Now, at 18 years old, he had grown up to be a handsome teenager with unusual salmon-coloured spiky hair and a slim, muscular body, a result of taking hard labour wherever he could find it. He never received a proper education, there had never been a chance for him to sit down and properly study even though his dad had taught him the basics in reading and writing. They had always been on the move, never settling down on the same spot for any period of time. His father had taught him that this was necessary to survive and even though Natsu had always wondered why, his father had always refused to explain anything. He had just looked at Natsu, smiled sadly and said that it was for his own good.

Then one day he was gone. No letter, no warning. When Natsu woke up one morning he was just gone.

Natsu had looked for him, for years he roamed the streets in different cities and the country side of many different states but he never found a single clue as to where his father had gone.

Now, more than seven years later, he had stopped looking.


Lucy's mother had hid her. She had spent most of her young life in a dark basement in which her mother had home-schooled her. On her death bed, Lucy's beautiful mother Layla Heartfilia had given her three ornamented golden keys, all of them looking slightly different and a small piece of paper with three addresses written on it. Layla had made sure that Lucy knew the addresses by heart and then burned the small piece of paper before handing her daughter the exquisite keys. She had arranged for Lucy to come and live with the owner of the first place: a dignified lady with a fierce temperament and the most remarkable blue hair, seemingly coloured by the deep sea from which she made a living, in a small fishing village in the outskirts of the country and if anything would happen Lucy had been instructed to run, run to the next place and not look back. Always running, and hiding.

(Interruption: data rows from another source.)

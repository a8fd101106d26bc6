//! Calendar month key.

use chrono::{Datelike, NaiveDate};
use serde::{Deserialize, Deserializer, Serialize, Serializer};

/// A calendar month, ordered chronologically and rendered as `YYYY-MM`.
///
/// Years before 1 CE render with a leading sign (`-0005-03`) and parse back
/// to the same key.
#[derive(Debug, Clone, Copy, PartialEq, Eq, PartialOrd, Ord, Hash)]
pub struct MonthKey {
    year: i32,
    month: u32,
}

impl MonthKey {
    /// Creates a key; `month` must be in `1..=12`.
    #[must_use]
    pub const fn new(year: i32, month: u32) -> Option<Self> {
        if matches!(month, 1..=12) {
            Some(Self { year, month })
        } else {
            None
        }
    }

    /// Truncates a date to its month.
    #[must_use]
    pub fn of(date: NaiveDate) -> Self {
        Self {
            year: date.year(),
            month: date.month(),
        }
    }

    /// Year.
    #[must_use]
    pub const fn year(self) -> i32 {
        self.year
    }

    /// Month in `1..=12`.
    #[must_use]
    pub const fn month(self) -> u32 {
        self.month
    }
}

impl std::fmt::Display for MonthKey {
    fn fmt(&self, f: &mut std::fmt::Formatter<'_>) -> std::fmt::Result {
        if self.year < 0 {
            write!(f, "-{:04}-{:02}", self.year.unsigned_abs(), self.month)
        } else {
            write!(f, "{:04}-{:02}", self.year, self.month)
        }
    }
}

impl std::str::FromStr for MonthKey {
    type Err = String;

    fn from_str(s: &str) -> Result<Self, Self::Err> {
        let invalid = || format!("Invalid month key: {s}");
        let (year, month) = s.rsplit_once('-').ok_or_else(invalid)?;
        if month.is_empty() || !month.bytes().all(|b| b.is_ascii_digit()) {
            return Err(invalid());
        }
        let year = year.parse::<i32>().map_err(|_| invalid())?;
        let month = month.parse::<u32>().map_err(|_| invalid())?;
        Self::new(year, month).ok_or_else(invalid)
    }
}

impl Serialize for MonthKey {
    fn serialize<S: Serializer>(&self, serializer: S) -> Result<S::Ok, S::Error> {
        serializer.collect_str(self)
    }
}

impl<'de> Deserialize<'de> for MonthKey {
    fn deserialize<D: Deserializer<'de>>(deserializer: D) -> Result<Self, D::Error> {
        let raw = String::deserialize(deserializer)?;
        raw.parse().map_err(serde::de::Error::custom)
    }
}

#[cfg(test)]
mod tests {
    use super::*;

    #[test]
    fn test_of_truncates_day() {
        let key = MonthKey::of(NaiveDate::from_ymd_opt(2025, 1, 20).unwrap());
        assert_eq!(key, MonthKey::new(2025, 1).unwrap());
        assert_eq!(key.to_string(), "2025-01");
    }

    #[test]
    fn test_ordering_is_chronological() {
        let dec = MonthKey::new(2024, 12).unwrap();
        let jan = MonthKey::new(2025, 1).unwrap();
        let feb = MonthKey::new(2025, 2).unwrap();
        assert!(dec < jan && jan < feb);
    }

    #[test]
    fn test_parse() {
        assert_eq!("2025-02".parse::<MonthKey>(), Ok(MonthKey::new(2025, 2).unwrap()));
        assert!("2025-13".parse::<MonthKey>().is_err());
        assert!("2025".parse::<MonthKey>().is_err());
        assert!(MonthKey::new(2025, 0).is_none());
    }

    #[test]
    fn test_negative_year_round_trips() {
        let key = MonthKey::new(-5, 3).unwrap();
        assert_eq!(key.to_string(), "-0005-03");
        assert_eq!("-0005-03".parse::<MonthKey>(), Ok(key));

        let json = serde_json::to_string(&key).unwrap();
        assert_eq!(json, "\"-0005-03\"");
        let back: MonthKey = serde_json::from_str(&json).unwrap();
        assert_eq!(back, key);

        let bc = MonthKey::of(NaiveDate::from_ymd_opt(-44, 3, 15).unwrap());
        assert_eq!(bc.to_string().parse::<MonthKey>(), Ok(bc));
        assert!(bc < MonthKey::new(1, 1).unwrap());
    }

    #[test]
    fn test_parse_rejects_signed_month() {
        assert!("2025-+3".parse::<MonthKey>().is_err());
        assert!("2025-".parse::<MonthKey>().is_err());
    }

    #[test]
    fn test_serde_as_string() {
        let key = MonthKey::new(2025, 3).unwrap();
        assert_eq!(serde_json::to_string(&key).unwrap(), "\"2025-03\"");
        let back: MonthKey = serde_json::from_str("\"2025-03\"").unwrap();
        assert_eq!(back, key);
    }
}
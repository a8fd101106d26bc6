//! Dashboard pipeline: filtered working set, aggregation pass, display view.
//!
//! - [`DashboardService`] runs one pass over a snapshot
//! - [`DashboardCache`] memoizes passes per snapshot version and filters
//! - [`DashboardView`] converts a summary into the display currency

pub mod cache;
pub mod service;
pub mod types;
pub mod view;


pub use cache::DashboardCache;
pub use service::DashboardService;
pub use types::{DashboardSummary, DashboardTotals};
pub use view::{DashboardView, DisplayBalance, DisplayBucket, DisplayRollup, DisplayTotals};
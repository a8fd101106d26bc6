//! Property-based tests for rollups.
//!
//! - Completeness: no record is lost or double-counted across groups
//! - Uniqueness: one rollup per distinct key

use std::collections::HashSet;

use chrono::NaiveDate;
use monchantier_shared::types::{CategoryId, ChantierId, CurrencyCode, Money, RecordId};
use proptest::prelude::*;
use rust_decimal::Decimal;

use super::aggregator::{RollupAggregator, RollupDimension};
use crate::currency::{ExchangeRateTable, to_base};
use crate::records::{EntityDirectory, Expense, FinancialRecord, Transfer};

fn rates() -> ExchangeRateTable {
    let code = |s: &str| CurrencyCode::parse(s).unwrap();
    ExchangeRateTable::new(code("TND"))
        .with_rate(code("EUR"), Decimal::new(335, 2))
        .unwrap()
        .with_rate(code("USD"), Decimal::new(310, 2))
        .unwrap()
}

/// Strategy for one record: expenses on a few chantiers, some uncategorized,
/// plus chantier-less transfers. Amounts may be zero or negative.
fn record() -> impl Strategy<Value = FinancialRecord> {
    let amount = (-1_000_000i64..1_000_000i64).prop_map(|cents| Decimal::new(cents, 2));
    let currency = prop_oneof![Just("TND"), Just("EUR"), Just("USD")];
    let chantier = prop::option::of("[A-D]");
    let category = prop::option::of("(mat|mo|loc)");

    (amount, currency, chantier, category).prop_map(|(amount, currency, chantier, category)| -> FinancialRecord {
        let date = NaiveDate::from_ymd_opt(2025, 1, 1).unwrap();
        let amount = Money::new(amount, CurrencyCode::parse(currency).unwrap());
        match chantier {
            Some(chantier) => Expense {
                id: RecordId::from("e"),
                date,
                amount,
                chantier_id: ChantierId::new(chantier),
                category_id: category.map(CategoryId),
                payer: None,
            }
            .into(),
            None => Transfer {
                id: RecordId::from("t"),
                date,
                amount,
                chantier_id: None,
                category_id: category.map(CategoryId),
                source: "A".to_string(),
                destination: "B".to_string(),
                amount_base: None,
            }
            .into(),
        }
    })
}

proptest! {
    #![proptest_config(ProptestConfig::with_cases(100))]

    /// Sum of rollup totals equals the sum of all converted amounts.
    #[test]
    fn prop_rollup_completeness(
        records in prop::collection::vec(record(), 0..40),
        by_category in any::<bool>(),
    ) {
        let rates = rates();
        let dimension = if by_category { RollupDimension::Category } else { RollupDimension::Chantier };

        let rollups = RollupAggregator::rollup_by(&records, dimension, &rates, &EntityDirectory::default()).unwrap();

        let expected: Decimal = records
            .iter()
            .map(|r| to_base(r.amount(), &rates).unwrap())
            .sum();
        let actual: Decimal = rollups.iter().map(|r| r.total_base).sum();
        prop_assert_eq!(actual, expected);

        let counted: usize = rollups.iter().map(|r| r.record_count).sum();
        prop_assert_eq!(counted, records.len());
    }

    /// Keys are unique.
    #[test]
    fn prop_rollup_keys_unique(records in prop::collection::vec(record(), 0..40)) {
        let rollups = RollupAggregator::rollup_by(
            &records,
            RollupDimension::Chantier,
            &rates(),
            &EntityDirectory::default(),
        )
        .unwrap();

        let keys: HashSet<Option<&str>> = rollups.iter().map(|r| r.key.as_deref()).collect();
        prop_assert_eq!(keys.len(), rollups.len());
    }
}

Such was her life and now at the age of 17 she had gotten used to it. She knew why it was necessary and she had accepted her faith, her only problem was she was now down to her last key.

She had lived with the grumpy fishing lady for three years until they had found the place. She had managed to get away from her followers but only just, and it had been a hard earned lesson for her.

Never ever let your guard down.

If she would have been more alert, then maybe the lady with the azure-blue hair would still live peacefully in the small village, earning her keep by heading out on the sapphire blue ocean in the early mornings and selling her fish at the market the same evening. As it was now she rested quietly many feet underground next to a small unattended gravestone.

The next address on her list had belonged to a hair dresser; he was a tall man with red and black Rasta braids plated together into two big buns on the top of his head. Lucy silently wondered how on earth her mother had come in contact with these, in her opinion, rather random people but she never gathered the courage to ask, afraid of the answer she had always forced herself to drop the subject whenever the nagging thoughts popped into her mind. Admittedly, she could easily have found the answer without asking but she had over the years learnt not to pry into people's minds, not unless it was an emergency and she needed to do it to protect herself.

Lucy had stayed with the hair dresser for almost five years. If she had to pick she would probably have chosen those years to be the most joyful years of her life. He had a way to hold himself that made her feel relaxed and at home in his small apartment, she worked in his little shop, helping out with taking bookings and other minor administration duties as well as sweeping up old hair from the floor and keeping the place tidy in general.

It was a warm, sunny Tuesday morning when she started running the second time. She walked down the street towards the hair dresser shop to open it for the morning when she saw the smoke. It grew taller and darker by the second and originated from where the old shop used to be. She turned around and ran, desperately hoping that the tall, goofy man who had been kind enough to give her shelter for so long had not arrived early that morning but not turning back to confirm that he was alright.

Even though she hoped that he had made it out, she knew better… She had already seen it…

Salty tears gushed freely down her flustered cheeks as she cursed her destiny, she had never asked for this so called 'gifts'. It had never brought anything but pain. It was not fair and she cursed her mother, the one who made her what she was.